The driver reached behind his back and brought out a handgun pointing it directly at Jerry.

“Mr. Stewart, tell your boy all drivers in Vegas have carry permits. Only reason this mu’dak still stands, because too much paperwork for shooting people.”

Stewart walked towards Jerry and the driver, stopping a few feet away. Stewart positioned himself to grab either Jerry or the gun.

“Nikolay,” Stewart said, “remember you took me to that lounge where limo drivers go after work? I had a few beers, you had a few vodkas, I remember something you said that night. Never argue with a drunken man.”

“Yes, I remember. You bought the expensive vodka. Seems I break my own rules.”

Nikolay holstered the gun.

“Let’s go there for a nightcap,” Stewart said, “but not you Bi-Way. You need to detox.”

“Are you talking to me?” Jerry asked.

“Yes, Bi-Way is your new nickname.”

As Stewart promised, they had ordered the equivalent of ten meals and eaten nearly eighty percent. Jerry was deleting text messages when Julie reappeared at their table, carrying a purse and workout bag.

“Hello gentlemen,” Julie said. “I just wanted say good-bye and apologize for my remark earlier.”

“You’re ready to leave, already?” Stewart asked.

“I quit.”

“If Larry fired you, I can get your job back. He owes me.”

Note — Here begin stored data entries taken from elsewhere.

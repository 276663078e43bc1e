//! The fixed set of visual motifs and their per-motif constants.
//!
//! Every motif-dependent rule (pool size, palette, motion, shape) is a
//! `match` over [`Motif`]; adding a motif means the compiler points at every
//! place that needs a new arm.

use std::fmt;
use std::str::FromStr;

use serde::{Deserialize, Serialize};

use crate::color::Rgb;

#[derive(Clone, Copy, Debug, PartialEq, Eq, Hash, Serialize, Deserialize)]
#[serde(rename_all = "lowercase")]
pub enum Motif {
    Mountain,
    Water,
    Feather,
    Echo,
    Lightning,
    Aurora,
    Golden,
}

/// How a particle of a given motif is drawn.
#[derive(Clone, Copy, Debug, PartialEq, Eq)]
pub enum Shape {
    /// Filled circle with a soft glow.
    GlowDot,
    /// Ellipse rotated along the particle angle.
    Feather,
    /// Three concentric unfilled rings.
    Rings,
    /// Short jittered line segment with glow.
    Bolt,
}

/// One or two hues; the second is only used by motifs that alternate.
#[derive(Clone, Copy, Debug, PartialEq, Eq)]
pub struct Palette {
    pub primary: Rgb,
    pub secondary: Option<Rgb>,
}

impl Motif {
    pub const ALL: [Motif; 7] = [
        Motif::Mountain,
        Motif::Water,
        Motif::Feather,
        Motif::Echo,
        Motif::Lightning,
        Motif::Aurora,
        Motif::Golden,
    ];

    pub fn as_str(self) -> &'static str {
        match self {
            Motif::Mountain => "mountain",
            Motif::Water => "water",
            Motif::Feather => "feather",
            Motif::Echo => "echo",
            Motif::Lightning => "lightning",
            Motif::Aurora => "aurora",
            Motif::Golden => "golden",
        }
    }

    /// Number of particles seeded when the engine mounts for this motif.
    pub fn pool_size(self) -> usize {
        match self {
            Motif::Lightning => 15,
            Motif::Aurora => 30,
            _ => 25,
        }
    }

    pub fn palette(self) -> Palette {
        let single = |r, g, b| Palette {
            primary: Rgb::new(r, g, b),
            secondary: None,
        };
        match self {
            Motif::Mountain => single(100, 100, 120),
            Motif::Water => single(100, 180, 220),
            Motif::Feather => single(255, 255, 255),
            Motif::Echo => single(158, 158, 184),
            Motif::Lightning => single(200, 200, 255),
            Motif::Aurora => Palette {
                primary: Rgb::new(74, 255, 255),
                secondary: Some(Rgb::new(0, 255, 136)),
            },
            Motif::Golden => single(255, 215, 0),
        }
    }

    pub fn shape(self) -> Shape {
        match self {
            Motif::Feather => Shape::Feather,
            Motif::Echo => Shape::Rings,
            Motif::Lightning => Shape::Bolt,
            Motif::Mountain | Motif::Water | Motif::Aurora | Motif::Golden => Shape::GlowDot,
        }
    }
}

impl fmt::Display for Motif {
    fn fmt(&self, f: &mut fmt::Formatter<'_>) -> fmt::Result {
        f.write_str(self.as_str())
    }
}

impl FromStr for Motif {
    type Err = String;

    fn from_str(s: &str) -> Result<Self, Self::Err> {
        Motif::ALL
            .into_iter()
            .find(|m| m.as_str() == s)
            .ok_or_else(|| s.to_string())
    }
}

#[cfg(test)]
mod tests {
    use super::*;

    #[test]
    fn test_pool_sizes() {
        assert_eq!(Motif::Lightning.pool_size(), 15);
        assert_eq!(Motif::Aurora.pool_size(), 30);
        for m in [Motif::Mountain, Motif::Water, Motif::Feather, Motif::Echo, Motif::Golden] {
            assert_eq!(m.pool_size(), 25, "{m} pool size");
        }
    }

    #[test]
    fn test_name_round_trip() {
        for m in Motif::ALL {
            assert_eq!(m.as_str().parse::<Motif>(), Ok(m));
        }
        assert!("volcano".parse::<Motif>().is_err());
    }

    #[test]
    fn test_only_aurora_alternates() {
        for m in Motif::ALL {
            assert_eq!(m.palette().secondary.is_some(), m == Motif::Aurora, "{m}");
        }
    }
}
/// Timing and gesture settings for the navigation layer.
#[derive(Clone, Debug, PartialEq)]
pub struct BookConfig {
    /// How long a page flip animates before the target page becomes current.
    pub settle_delay_ms: f64,
    /// Minimum horizontal travel for a touch drag to count as a swipe.
    pub swipe_threshold: f32,
    /// Duration of the background/accent cross-fade.
    pub theme_fade_ms: f64,
}

impl Default for BookConfig {
    fn default() -> Self {
        Self {
            settle_delay_ms: 800.0,
            swipe_threshold: 50.0,
            theme_fade_ms: 1200.0,
        }
    }
}

/// Simulation constants shared by every motif.
#[derive(Clone, Debug, PartialEq)]
pub struct ParticleConfig {
    /// Opacity change per frame, multiplied by the particle's fade direction.
    pub fade_step: f32,
    pub opacity_min: f32,
    pub opacity_max: f32,
    /// Distance past an edge before a particle is moved to the opposite side.
    pub wrap_margin: f32,
    /// Full width of the initial velocity distribution, centred on zero.
    pub base_speed: f32,
    pub size_min: f32,
    pub size_range: f32,
    /// Full width of the angle speed distribution, centred on zero.
    pub angle_speed: f32,
    pub glow_blur: f32,
    pub bolt_glow_blur: f32,
}

impl Default for ParticleConfig {
    fn default() -> Self {
        Self {
            fade_step: 0.003,
            opacity_min: 0.1,
            opacity_max: 0.8,
            wrap_margin: 10.0,
            base_speed: 0.5,
            size_min: 1.0,
            size_range: 3.0,
            angle_speed: 0.02,
            glow_blur: 8.0,
            bolt_glow_blur: 10.0,
        }
    }
}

“This job is not for me. Though, I should have waited until the end of the shift to get my free meal. As you all can tell I’m a little impulsive.”

“Bi-Way, jump up and flag us down a waitress.”

“No, please. That would be too embarrassing. Look, these guys haven’t touched their pancakes. The plates are still warm.”

“Teddy Bear, Bi-Way, would you be so polite as to slide out and let the lady sit down? Bottlehead, pass over the syrup.”

“She can sit at the end and eat her pancakes,” Jerry said.

“Bi-Way, be polite. She’s wearing a short skirt and I’m sure she would be more comfortable if she wasn’t exposed to gawkers.

Jerry let out a long, laborious sigh and slid out of the booth followed by Ted. Julie touched both Ted and Jerry on the arm and thanked them.

“Speaking of gawkers,” Stewart said. Has anyone noticed Kurt Cobain over there, watching us?”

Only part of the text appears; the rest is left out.